**Your instructions:** For each entry that follows, produce an exact copy.

Collected data entries
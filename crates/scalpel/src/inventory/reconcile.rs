//! Scanner -> classifier -> writer for one recording tree.

use super::classify::{classify, threshold_bytes};
use super::cleanup::{remove_small_files, SmallFileReport};
use super::error::ReconcileError;
use super::scanner::{ScanReport, Scanner, SkippedEntry};
use scalpel_db::{diff_status, ScalpelDb, StatusDiff, StatusKind, StatusRecord, WriteSummary};
use serde::Serialize;
use std::collections::HashMap;
use std::path::PathBuf;
use tracing::info;

#[derive(Debug, Clone)]
pub struct ReconcileOptions {
    pub kind: StatusKind,
    pub root: PathBuf,
    pub table: String,
    pub threshold_mb: u64,
    /// Compute the diff without writing
    pub dry_run: bool,
    /// Delete files below this many MB before scanning. Listed, not deleted,
    /// on a dry run.
    pub delete_small_mb: Option<u64>,
}

#[derive(Debug, Clone, Serialize)]
pub struct ReconcileOutcome {
    pub kind: StatusKind,
    pub table: String,
    pub root: PathBuf,
    pub dates_scanned: usize,
    pub cases_scanned: usize,
    pub files_found: usize,
    pub skipped: Vec<SkippedEntry>,
    pub records: Vec<StatusRecord>,
    pub dry_run: bool,
    /// Present when a small-file sweep was requested
    #[serde(skip_serializing_if = "Option::is_none")]
    pub cleanup: Option<SmallFileReport>,
    /// Present after a dry run
    #[serde(skip_serializing_if = "Option::is_none")]
    pub diff: Option<StatusDiff>,
    /// Present after a committed write
    #[serde(skip_serializing_if = "Option::is_none")]
    pub written: Option<WriteSummary>,
}

/// One status record per scanned camera.
pub fn classify_report(report: &ScanReport, threshold_mb: u64) -> Vec<StatusRecord> {
    let threshold = threshold_bytes(threshold_mb);
    report
        .cameras
        .iter()
        .map(|camera| {
            let c = classify(&camera.sizes, threshold);
            StatusRecord {
                key: camera.key,
                status: c.status,
                size_mb: c.size_mb,
                comments: None,
            }
        })
        .collect()
}

/// Run the requested small-file sweep on a blocking thread. Never deletes on
/// a dry run.
pub async fn sweep_small_files(
    options: &ReconcileOptions,
) -> Result<Option<SmallFileReport>, ReconcileError> {
    let Some(below_mb) = options.delete_small_mb else {
        return Ok(None);
    };
    let root = options.root.clone();
    let extension = options.kind.extension();
    let apply = !options.dry_run;
    let report =
        tokio::task::spawn_blocking(move || remove_small_files(&root, extension, below_mb, apply))
            .await??;
    Ok(Some(report))
}

/// Scan `options.root` on a blocking thread and classify every camera.
pub async fn scan_and_classify(
    options: &ReconcileOptions,
) -> Result<(ScanReport, Vec<StatusRecord>), ReconcileError> {
    let scanner = Scanner::for_kind(options.kind)?;
    let root = options.root.clone();
    let report = tokio::task::spawn_blocking(move || scanner.scan(&root)).await??;
    let records = classify_report(&report, options.threshold_mb);
    Ok((report, records))
}

/// Rescan `options.root` and bring `options.table` in line with it.
///
/// All rows are written in one transaction; a failed write leaves the
/// table as it was.
pub async fn reconcile(
    db: &ScalpelDb,
    options: &ReconcileOptions,
) -> Result<ReconcileOutcome, ReconcileError> {
    let cleanup = sweep_small_files(options).await?;
    let (report, records) = scan_and_classify(options).await?;

    let (diff, written) = if options.dry_run {
        let diff = db.preview_status_batch(&options.table, &records).await?;
        log_preview(&options.table, &diff);
        (Some(diff), None)
    } else {
        let summary = db.write_status_batch(&options.table, &records).await?;
        (None, Some(summary))
    };

    Ok(outcome(options, report, records, cleanup, diff, written))
}

/// Dry run against a database that does not exist yet: every row is new.
pub async fn preview_fresh(options: &ReconcileOptions) -> Result<ReconcileOutcome, ReconcileError> {
    let cleanup = sweep_small_files(options).await?;
    let (report, records) = scan_and_classify(options).await?;
    let diff = diff_status(&HashMap::new(), &records);
    log_preview(&options.table, &diff);
    Ok(outcome(options, report, records, cleanup, Some(diff), None))
}

fn log_preview(table: &str, diff: &StatusDiff) {
    info!(
        table,
        new = diff.inserted.len(),
        changed = diff.changed.len(),
        unchanged = diff.unchanged,
        "Dry run, nothing written"
    );
}

fn outcome(
    options: &ReconcileOptions,
    report: ScanReport,
    records: Vec<StatusRecord>,
    cleanup: Option<SmallFileReport>,
    diff: Option<StatusDiff>,
    written: Option<WriteSummary>,
) -> ReconcileOutcome {
    ReconcileOutcome {
        kind: options.kind,
        table: options.table.clone(),
        files_found: report.files_found(),
        root: report.root,
        dates_scanned: report.dates_scanned,
        cases_scanned: report.cases_scanned,
        skipped: report.skipped,
        records,
        dry_run: options.dry_run,
        cleanup,
        diff,
        written,
    }
}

**Result below:**
filename crates/scalpel/src/inventory/reconcile.rs
//! Scanner -> classifier -> writer for one recording tree.

use super::classify::{classify, threshold_bytes};
use super::cleanup::{remove_small_files, SmallFileReport};
use super::error::ReconcileError;
use super::scanner::{ScanReport, Scanner, SkippedEntry};
use scalpel_db::{diff_status, ScalpelDb, StatusDiff, StatusKind, StatusRecord, WriteSummary};
use serde::Serialize;
use std::collections::HashMap;
use std::path::PathBuf;
use tracing::info;

#[derive(Debug, Clone)]
pub struct ReconcileOptions {
    pub kind: StatusKind,
    pub root: PathBuf,
    pub table: String,
    pub threshold_mb: u64,
    /// Compute the diff without writing
    pub dry_run: bool,
    /// Delete files below this many MB before scanning. Listed, not deleted,
    /// on a dry run.
    pub delete_small_mb: Option<u64>,
}

#[derive(Debug, Clone, Serialize)]
pub struct ReconcileOutcome {
    pub kind: StatusKind,
    pub table: String,
    pub root: PathBuf,
    pub dates_scanned: usize,
    pub cases_scanned: usize,
    pub files_found: usize,
    pub skipped: Vec<SkippedEntry>,
    pub records: Vec<StatusRecord>,
    pub dry_run: bool,
    /// Present when a small-file sweep was requested
    #[serde(skip_serializing_if = "Option::is_none")]
    pub cleanup: Option<SmallFileReport>,
    /// Present after a dry run
    #[serde(skip_serializing_if = "Option::is_none")]
    pub diff: Option<StatusDiff>,
    /// Present after a committed write
    #[serde(skip_serializing_if = "Option::is_none")]
    pub written: Option<WriteSummary>,
}

/// One status record per scanned camera.
pub fn classify_report(report: &ScanReport, threshold_mb: u64) -> Vec<StatusRecord> {
    let threshold = threshold_bytes(threshold_mb);
    report
        .cameras
        .iter()
        .map(|camera| {
            let c = classify(&camera.sizes, threshold);
            StatusRecord {
                key: camera.key,
                status: c.status,
                size_mb: c.size_mb,
                comments: None,
            }
        })
        .collect()
}

/// Run the requested small-file sweep on a blocking thread. Never deletes on
/// a dry run.
pub async fn sweep_small_files(
    options: &ReconcileOptions,
) -> Result<Option<SmallFileReport>, ReconcileError> {
    let Some(below_mb) = options.delete_small_mb else {
        return Ok(None);
    };
    let root = options.root.clone();
    let extension = options.kind.extension();
    let apply = !options.dry_run;
    let report =
        tokio::task::spawn_blocking(move || remove_small_files(&root, extension, below_mb, apply))
            .await??;
    Ok(Some(report))
}

/// Scan `options.root` on a blocking thread and classify every camera.
pub async fn scan_and_classify(
    options: &ReconcileOptions,
) -> Result<(ScanReport, Vec<StatusRecord>), ReconcileError> {
    let scanner = Scanner::for_kind(options.kind)?;
    let root = options.root.clone();
    let report = tokio::task::spawn_blocking(move || scanner.scan(&root)).await??;
    let records = classify_report(&report, options.threshold_mb);
    Ok((report, records))
}

/// Rescan `options.root` and bring `options.table` in line with it.
///
/// All rows are written in one transaction; a failed write leaves the
/// table as it was.
pub async fn reconcile(
    db: &ScalpelDb,
    options: &ReconcileOptions,
) -> Result<ReconcileOutcome, ReconcileError> {
    let cleanup = sweep_small_files(options).await?;
    let (report, records) = scan_and_classify(options).await?;

    let (diff, written) = if options.dry_run {
        let diff = db.preview_status_batch(&options.table, &records).await?;
        log_preview(&options.table, &diff);
        (Some(diff), None)
    } else {
        let summary = db.write_status_batch(&options.table, &records).await?;
        (None, Some(summary))
    };

    Ok(outcome(options, report, records, cleanup, diff, written))
}

/// Dry run against a database that does not exist yet: every row is new.
pub async fn preview_fresh(options: &ReconcileOptions) -> Result<ReconcileOutcome, ReconcileError> {
    let cleanup = sweep_small_files(options).await?;
    let (report, records) = scan_and_classify(options).await?;
    let diff = diff_status(&HashMap::new(), &records);
    log_preview(&options.table, &diff);
    Ok(outcome(options, report, records, cleanup, Some(diff), None))
}

fn log_preview(table: &str, diff: &StatusDiff) {
    info!(
        table,
        new = diff.inserted.len(),
        changed = diff.changed.len(),
        unchanged = diff.unchanged,
        "Dry run, nothing written"
    );
}

fn outcome(
    options: &ReconcileOptions,
    report: ScanReport,
    records: Vec<StatusRecord>,
    cleanup: Option<SmallFileReport>,
    diff: Option<StatusDiff>,
    written: Option<WriteSummary>,
) -> ReconcileOutcome {
    ReconcileOutcome {
        kind: options.kind,
        table: options.table.clone(),
        files_found: report.files_found(),
        root: report.root,
        dates_scanned: report.dates_scanned,
        cases_scanned: report.cases_scanned,
        skipped: report.skipped,
        records,
        dry_run: options.dry_run,
        cleanup,
        diff,
        written,
    }
}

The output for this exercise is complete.